Można podjąć próbę odpowiedzi na pytanie, dlaczego niektóre gry zdobywają olbrzymią popularność, podczas gdy inne są chwalone tylko przez nielicznych. Prawdopodobnie jest to spowodowane omawianym fenomenem. Istnieją projekcje powszechne, które towarzyszą niemal każdemu człowiekowi, są również takie, które posiada część ludzi i tylko oni potrafią "ożywić" pewne typy gier. Dlaczego gatunek FPP cieszy się tak wielką popularnością? Można odpowiedzieć, że pociągają w nim tempo, emocje, wrażenie uczestniczenia w rzeczywistej walce, adrenalina itd. Można też inaczej: gry FPP rozgrywają się z reguły w skomplikowanych kompleksach urbanistycznych wywodzących się w prostej linii z mitycznych labiryntów. Labirynt jest podstawowym symbolem podświadomości obrazującym drogę do wnętrza duszy. Jego obraz pojawia się w snach i twórczości ludzi drążących zakamarki swojej psychiki. Wędrówka przez jego meandry fascynuje i hipnotyzuje. Być może stąd wzięła się popularność pierwszych "dungeonów", a po nich Quake'ów, Unreal'ów i Counter Strike'ów. Gry FPP oddziałują na nas jeszcze w inny sposób. Jest w nich aktywowany archetyp wojownika. Termin "archetyp" oznacza strukturę psychiczną wspólną wszystkim ludziom, usytuowaną w głębokich warstwach podświadomości. Archetyp wojownika to ta część duszy, która od zarania dziejów uczona była sztuki przeżycia poprzez walkę, podstęp i ucieczkę. Rozgrywki FPP przypominają o tej zapomnianej warstwie psychiki i reaktywują ją. Dzięki nim mamy okazję upodobnić się do naszych pradziadów i przez chwilę zanurzyć się w transie przetrwania.

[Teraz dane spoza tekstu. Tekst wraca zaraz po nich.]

// ABOUTME: Configuration options for the scraper client and the fluent ClientBuilder.
// ABOUTME: Options are built once at process entry (optionally from SIBYL_* env vars) and passed in.

use std::collections::HashMap;
use std::path::{Path, PathBuf};
use std::sync::Arc;
use std::time::Duration;

use crate::client::Client;
use crate::error::ScrapeError;
use crate::render::discovery::locate_engine;
use crate::render::RenderEngine;

/// Substring that only genuine statement pages contain.
pub const DEFAULT_MARKER: &str = "problem-statement";

/// Configuration options for the scraper client.
#[derive(Debug, Clone)]
pub struct Options {
    pub user_agent: String,
    pub headers: HashMap<String, String>,
    /// Bound for the plain HTTP attempt.
    pub direct_timeout: Duration,
    /// Bound for a single browser navigation.
    pub navigation_timeout: Duration,
    /// How long to wait for the rendered page to settle after navigation.
    pub settle_timeout: Duration,
    /// Wall-clock bound for the whole rendered attempt, launch and teardown included.
    pub render_timeout: Duration,
    pub marker: String,
    /// Located engine executable; `None` disables the rendered fallback.
    pub engine_path: Option<PathBuf>,
    pub http_client: Option<reqwest::Client>,
    /// Injected engine, takes precedence over `engine_path`.
    pub render_engine: Option<Arc<dyn RenderEngine>>,
}

impl Default for Options {
    fn default() -> Self {
        let mut headers = HashMap::new();
        headers.insert(
            "Accept".to_string(),
            "text/html,application/xhtml+xml,application/xml;q=0.9,*/*;q=0.8".to_string(),
        );
        headers.insert("Accept-Language".to_string(), "en-US,en;q=0.9".to_string());

        Self {
            user_agent: "Mozilla/5.0".to_string(),
            headers,
            direct_timeout: Duration::from_secs(30),
            navigation_timeout: Duration::from_secs(60),
            settle_timeout: Duration::from_secs(10),
            render_timeout: Duration::from_secs(90),
            marker: DEFAULT_MARKER.to_string(),
            engine_path: None,
            http_client: None,
            render_engine: None,
        }
    }
}

fn secs_var<F>(lookup: &F, key: &str) -> Option<Duration>
where
    F: Fn(&str) -> Option<String>,
{
    lookup(key)
        .and_then(|v| v.trim().parse::<f64>().ok())
        .filter(|v| v.is_finite() && *v > 0.0)
        .map(Duration::from_secs_f64)
}

impl Options {
    /// Build options from the process environment and probe for a rendering engine.
    ///
    /// Call once at process entry.
    pub fn from_env() -> Self {
        Self::from_lookup(|k| std::env::var(k).ok(), locate_engine)
    }

    /// Build options from an arbitrary variable lookup.
    ///
    /// Recognized keys: `SIBYL_USER_AGENT`, `SIBYL_MARKER`,
    /// `SIBYL_DIRECT_TIMEOUT_SECS`, `SIBYL_NAVIGATION_TIMEOUT_SECS`,
    /// `SIBYL_SETTLE_TIMEOUT_SECS`, `SIBYL_RENDER_TIMEOUT_SECS`, and the engine
    /// override `SIBYL_CHROME_PATH` (or `CHROME_EXECUTABLE_PATH`).
    /// `locate` receives the override and returns the engine to use.
    pub fn from_lookup<F, L>(lookup: F, locate: L) -> Self
    where
        F: Fn(&str) -> Option<String>,
        L: FnOnce(Option<&Path>) -> Option<PathBuf>,
    {
        let mut opts = Options::default();

        if let Some(ua) = lookup("SIBYL_USER_AGENT").filter(|s| !s.trim().is_empty()) {
            opts.user_agent = ua;
        }
        if let Some(marker) = lookup("SIBYL_MARKER").filter(|s| !s.is_empty()) {
            opts.marker = marker;
        }
        if let Some(d) = secs_var(&lookup, "SIBYL_DIRECT_TIMEOUT_SECS") {
            opts.direct_timeout = d;
        }
        if let Some(d) = secs_var(&lookup, "SIBYL_NAVIGATION_TIMEOUT_SECS") {
            opts.navigation_timeout = d;
        }
        if let Some(d) = secs_var(&lookup, "SIBYL_SETTLE_TIMEOUT_SECS") {
            opts.settle_timeout = d;
        }
        if let Some(d) = secs_var(&lookup, "SIBYL_RENDER_TIMEOUT_SECS") {
            opts.render_timeout = d;
        }

        let override_path = lookup("SIBYL_CHROME_PATH")
            .or_else(|| lookup("CHROME_EXECUTABLE_PATH"))
            .filter(|s| !s.trim().is_empty())
            .map(PathBuf::from);
        opts.engine_path = locate(override_path.as_deref());

        opts
    }
}

/// Builder for constructing Client instances with custom configuration.
#[derive(Debug, Clone)]
pub struct ClientBuilder {
    opts: Options,
}

impl ClientBuilder {
    /// Create a new ClientBuilder with default options.
    pub fn new() -> Self {
        Self {
            opts: Options::default(),
        }
    }

    /// Start from existing options.
    pub fn from_options(opts: Options) -> Self {
        Self { opts }
    }

    /// Set the User-Agent header.
    pub fn user_agent(mut self, user_agent: impl Into<String>) -> Self {
        self.opts.user_agent = user_agent.into();
        self
    }

    /// Add a custom header to direct requests.
    pub fn header(mut self, key: impl Into<String>, value: impl Into<String>) -> Self {
        self.opts.headers.insert(key.into(), value.into());
        self
    }

    /// Set the timeout of the plain HTTP attempt.
    pub fn direct_timeout(mut self, timeout: Duration) -> Self {
        self.opts.direct_timeout = timeout;
        self
    }

    /// Set the browser navigation timeout.
    pub fn navigation_timeout(mut self, timeout: Duration) -> Self {
        self.opts.navigation_timeout = timeout;
        self
    }

    /// Set the post-navigation settle timeout.
    pub fn settle_timeout(mut self, timeout: Duration) -> Self {
        self.opts.settle_timeout = timeout;
        self
    }

    /// Set the overall bound of the rendered attempt.
    pub fn render_timeout(mut self, timeout: Duration) -> Self {
        self.opts.render_timeout = timeout;
        self
    }

    /// Set the marker substring a statement page must contain.
    pub fn marker(mut self, marker: impl Into<String>) -> Self {
        self.opts.marker = marker.into();
        self
    }

    /// Use the engine executable at `path` for the rendered fallback.
    pub fn engine_path(mut self, path: impl Into<PathBuf>) -> Self {
        self.opts.engine_path = Some(path.into());
        self
    }

    /// Use a custom HTTP client.
    pub fn http_client(mut self, client: reqwest::Client) -> Self {
        self.opts.http_client = Some(client);
        self
    }

    /// Use a custom render engine.
    pub fn render_engine(mut self, engine: Arc<dyn RenderEngine>) -> Self {
        self.opts.render_engine = Some(engine);
        self
    }

    /// Build the Client with the configured options.
    pub fn build(self) -> Result<Client, ScrapeError> {
        Client::new(self.opts)
    }
}

impl Default for ClientBuilder {
    fn default() -> Self {
        Self::new()
    }
}
// ABOUTME: Locates a Chromium-family browser executable by probing well-known install paths.
// ABOUTME: Pure candidate lists per platform; the first existing path wins.

use std::path::{Path, PathBuf};

use tracing::{debug, warn};

/// Host platform families with distinct install layouts.
#[derive(Debug, Clone, Copy, PartialEq, Eq)]
pub enum Platform {
    Windows,
    MacOs,
    Linux,
}

impl Platform {
    /// The platform this binary was compiled for. Other unixes use the Linux layout.
    pub fn current() -> Self {
        if cfg!(target_os = "windows") {
            Platform::Windows
        } else if cfg!(target_os = "macos") {
            Platform::MacOs
        } else {
            Platform::Linux
        }
    }
}

const WINDOWS_CANDIDATES: &[&str] = &[
    r"C:\Program Files\Google\Chrome\Application\chrome.exe",
    r"C:\Program Files (x86)\Google\Chrome\Application\chrome.exe",
    r"C:\Program Files\Chromium\Application\chrome.exe",
    r"C:\Program Files (x86)\Microsoft\Edge\Application\msedge.exe",
    r"C:\Program Files\Microsoft\Edge\Application\msedge.exe",
];

const MACOS_CANDIDATES: &[&str] = &[
    "/Applications/Google Chrome.app/Contents/MacOS/Google Chrome",
    "/Applications/Chromium.app/Contents/MacOS/Chromium",
    "/Applications/Microsoft Edge.app/Contents/MacOS/Microsoft Edge",
];

const LINUX_CANDIDATES: &[&str] = &[
    "/usr/bin/google-chrome",
    "/usr/bin/google-chrome-stable",
    "/usr/bin/chromium",
    "/usr/bin/chromium-browser",
    "/snap/bin/chromium",
    "/usr/bin/microsoft-edge",
];

/// Ordered install locations to probe on `platform`.
pub fn candidate_paths(platform: Platform) -> Vec<PathBuf> {
    let list = match platform {
        Platform::Windows => WINDOWS_CANDIDATES,
        Platform::MacOs => MACOS_CANDIDATES,
        Platform::Linux => LINUX_CANDIDATES,
    };
    list.iter().map(PathBuf::from).collect()
}

/// Pick the engine executable: the explicit override if it exists, otherwise
/// the first existing candidate for `platform`.
///
/// `exists` is injected so the probe can be exercised without touching the
/// real filesystem.
pub fn discover_engine<F>(
    platform: Platform,
    override_path: Option<&Path>,
    exists: F,
) -> Option<PathBuf>
where
    F: Fn(&Path) -> bool,
{
    if let Some(path) = override_path {
        if exists(path) {
            debug!(path = %path.display(), "using configured rendering engine");
            return Some(path.to_path_buf());
        }
        warn!(path = %path.display(), "configured rendering engine not found; probing defaults");
    }

    let found = candidate_paths(platform).into_iter().find(|p| exists(p));
    match &found {
        Some(path) => debug!(path = %path.display(), "found rendering engine"),
        None => warn!(?platform, "no rendering engine found; rendered fallback disabled"),
    }
    found
}

/// Probe the real filesystem for the current platform.
pub fn locate_engine(override_path: Option<&Path>) -> Option<PathBuf> {
    discover_engine(Platform::current(), override_path, |p| p.is_file())
}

Oczywiście istnieją negatywne przeniesienia i projekcje. Wtedy stosunkowo niezła gra może być odrzucona. Zdaje się, że działa tutaj, często fatalna w skutkach, zasada "pierwszego wrażenia". Być może los gier "na pierwszy rzut oka nieciekawych" spotkał "System Shock 2", "Gabriela Knighta 3", "Ultimę Ascension" czy "Planescape Torment". Nie ma znaczenia, że garść graczy zachwyca się tymi produkcjami. Dla sprzedaży liczy się "projekcja zbiorowa". Te gry po prostu nie trafiły w szeroko pojęty "gust" - powszechne projekcje. I nie ma tu niczyjej winy. Większość ocen opiera się na projekcjach, nie na "prawdzie". A widzimy to, co mamy w sobie.
Wykorzystano grafiki Tomasza Piorunowskiego, Marcina Trojanowskiego i Tomasza Marońskiego.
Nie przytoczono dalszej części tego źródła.